→ Work instructions:
What you return must match the material exactly, with every line present.
Raw data below:
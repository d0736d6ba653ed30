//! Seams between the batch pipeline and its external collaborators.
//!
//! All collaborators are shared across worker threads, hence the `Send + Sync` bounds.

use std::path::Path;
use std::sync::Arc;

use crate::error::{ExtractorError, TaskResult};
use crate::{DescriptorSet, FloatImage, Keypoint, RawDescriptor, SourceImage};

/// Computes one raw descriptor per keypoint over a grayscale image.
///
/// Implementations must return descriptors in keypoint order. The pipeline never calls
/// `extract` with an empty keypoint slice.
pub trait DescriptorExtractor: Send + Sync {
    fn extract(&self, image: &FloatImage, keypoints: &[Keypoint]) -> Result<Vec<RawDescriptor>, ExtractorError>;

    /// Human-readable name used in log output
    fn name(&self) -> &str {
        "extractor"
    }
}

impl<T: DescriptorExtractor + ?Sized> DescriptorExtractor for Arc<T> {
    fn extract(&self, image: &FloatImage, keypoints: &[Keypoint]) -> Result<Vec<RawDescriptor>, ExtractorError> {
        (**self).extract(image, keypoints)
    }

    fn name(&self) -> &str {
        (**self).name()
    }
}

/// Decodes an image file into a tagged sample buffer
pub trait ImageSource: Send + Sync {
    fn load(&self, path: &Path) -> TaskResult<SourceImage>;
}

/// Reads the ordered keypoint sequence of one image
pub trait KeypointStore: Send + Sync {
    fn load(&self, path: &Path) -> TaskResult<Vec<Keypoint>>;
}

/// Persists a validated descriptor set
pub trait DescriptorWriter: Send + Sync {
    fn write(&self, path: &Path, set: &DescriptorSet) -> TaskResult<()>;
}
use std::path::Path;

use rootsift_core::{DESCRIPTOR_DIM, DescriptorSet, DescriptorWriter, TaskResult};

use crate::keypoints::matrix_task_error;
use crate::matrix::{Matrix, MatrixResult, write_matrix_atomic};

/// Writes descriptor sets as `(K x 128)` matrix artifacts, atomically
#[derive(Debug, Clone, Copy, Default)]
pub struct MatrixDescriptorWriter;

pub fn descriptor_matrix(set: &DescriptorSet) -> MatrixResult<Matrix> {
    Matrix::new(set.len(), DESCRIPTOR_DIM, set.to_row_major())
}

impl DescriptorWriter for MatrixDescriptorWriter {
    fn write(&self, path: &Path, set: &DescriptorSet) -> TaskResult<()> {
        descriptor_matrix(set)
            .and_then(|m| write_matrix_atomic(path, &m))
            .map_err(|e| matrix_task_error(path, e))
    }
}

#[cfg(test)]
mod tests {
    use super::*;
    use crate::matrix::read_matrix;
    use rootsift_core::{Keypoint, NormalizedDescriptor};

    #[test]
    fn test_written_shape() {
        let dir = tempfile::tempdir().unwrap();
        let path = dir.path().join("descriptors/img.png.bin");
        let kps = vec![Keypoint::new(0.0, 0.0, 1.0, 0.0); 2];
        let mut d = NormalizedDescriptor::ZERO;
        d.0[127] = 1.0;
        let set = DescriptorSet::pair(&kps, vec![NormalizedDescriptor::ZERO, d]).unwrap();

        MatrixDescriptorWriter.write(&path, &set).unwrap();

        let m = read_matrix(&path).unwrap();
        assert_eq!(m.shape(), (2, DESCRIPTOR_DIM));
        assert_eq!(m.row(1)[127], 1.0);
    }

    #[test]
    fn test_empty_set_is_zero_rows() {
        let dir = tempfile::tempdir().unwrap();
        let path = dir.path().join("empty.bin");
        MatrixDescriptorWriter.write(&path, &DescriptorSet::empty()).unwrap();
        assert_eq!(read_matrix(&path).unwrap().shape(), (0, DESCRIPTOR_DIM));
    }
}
End of Raw data.
→ Solution to this task:
repository d0736d6ba653ed30
//! Seams between the batch pipeline and its external collaborators.
//!
//! All collaborators are shared across worker threads, hence the `Send + Sync` bounds.

use std::path::Path;
use std::sync::Arc;

use crate::error::{ExtractorError, TaskResult};
use crate::{DescriptorSet, FloatImage, Keypoint, RawDescriptor, SourceImage};

/// Computes one raw descriptor per keypoint over a grayscale image.
///
/// Implementations must return descriptors in keypoint order. The pipeline never calls
/// `extract` with an empty keypoint slice.
pub trait DescriptorExtractor: Send + Sync {
    fn extract(&self, image: &FloatImage, keypoints: &[Keypoint]) -> Result<Vec<RawDescriptor>, ExtractorError>;

    /// Human-readable name used in log output
    fn name(&self) -> &str {
        "extractor"
    }
}

impl<T: DescriptorExtractor + ?Sized> DescriptorExtractor for Arc<T> {
    fn extract(&self, image: &FloatImage, keypoints: &[Keypoint]) -> Result<Vec<RawDescriptor>, ExtractorError> {
        (**self).extract(image, keypoints)
    }

    fn name(&self) -> &str {
        (**self).name()
    }
}

/// Decodes an image file into a tagged sample buffer
pub trait ImageSource: Send + Sync {
    fn load(&self, path: &Path) -> TaskResult<SourceImage>;
}

/// Reads the ordered keypoint sequence of one image
pub trait KeypointStore: Send + Sync {
    fn load(&self, path: &Path) -> TaskResult<Vec<Keypoint>>;
}

/// Persists a validated descriptor set
pub trait DescriptorWriter: Send + Sync {
    fn write(&self, path: &Path, set: &DescriptorSet) -> TaskResult<()>;
}
use std::path::Path;

use rootsift_core::{DESCRIPTOR_DIM, DescriptorSet, DescriptorWriter, TaskResult};

use crate::keypoints::matrix_task_error;
use crate::matrix::{Matrix, MatrixResult, write_matrix_atomic};

/// Writes descriptor sets as `(K x 128)` matrix artifacts, atomically
#[derive(Debug, Clone, Copy, Default)]
pub struct MatrixDescriptorWriter;

pub fn descriptor_matrix(set: &DescriptorSet) -> MatrixResult<Matrix> {
    Matrix::new(set.len(), DESCRIPTOR_DIM, set.to_row_major())
}

impl DescriptorWriter for MatrixDescriptorWriter {
    fn write(&self, path: &Path, set: &DescriptorSet) -> TaskResult<()> {
        descriptor_matrix(set)
            .and_then(|m| write_matrix_atomic(path, &m))
            .map_err(|e| matrix_task_error(path, e))
    }
}

#[cfg(test)]
mod tests {
    use super::*;
    use crate::matrix::read_matrix;
    use rootsift_core::{Keypoint, NormalizedDescriptor};

    #[test]
    fn test_written_shape() {
        let dir = tempfile::tempdir().unwrap();
        let path = dir.path().join("descriptors/img.png.bin");
        let kps = vec![Keypoint::new(0.0, 0.0, 1.0, 0.0); 2];
        let mut d = NormalizedDescriptor::ZERO;
        d.0[127] = 1.0;
        let set = DescriptorSet::pair(&kps, vec![NormalizedDescriptor::ZERO, d]).unwrap();

        MatrixDescriptorWriter.write(&path, &set).unwrap();

        let m = read_matrix(&path).unwrap();
        assert_eq!(m.shape(), (2, DESCRIPTOR_DIM));
        assert_eq!(m.row(1)[127], 1.0);
    }

    #[test]
    fn test_empty_set_is_zero_rows() {
        let dir = tempfile::tempdir().unwrap();
        let path = dir.path().join("empty.bin");
        MatrixDescriptorWriter.write(&path, &DescriptorSet::empty()).unwrap();
        assert_eq!(read_matrix(&path).unwrap().shape(), (0, DESCRIPTOR_DIM));
    }
}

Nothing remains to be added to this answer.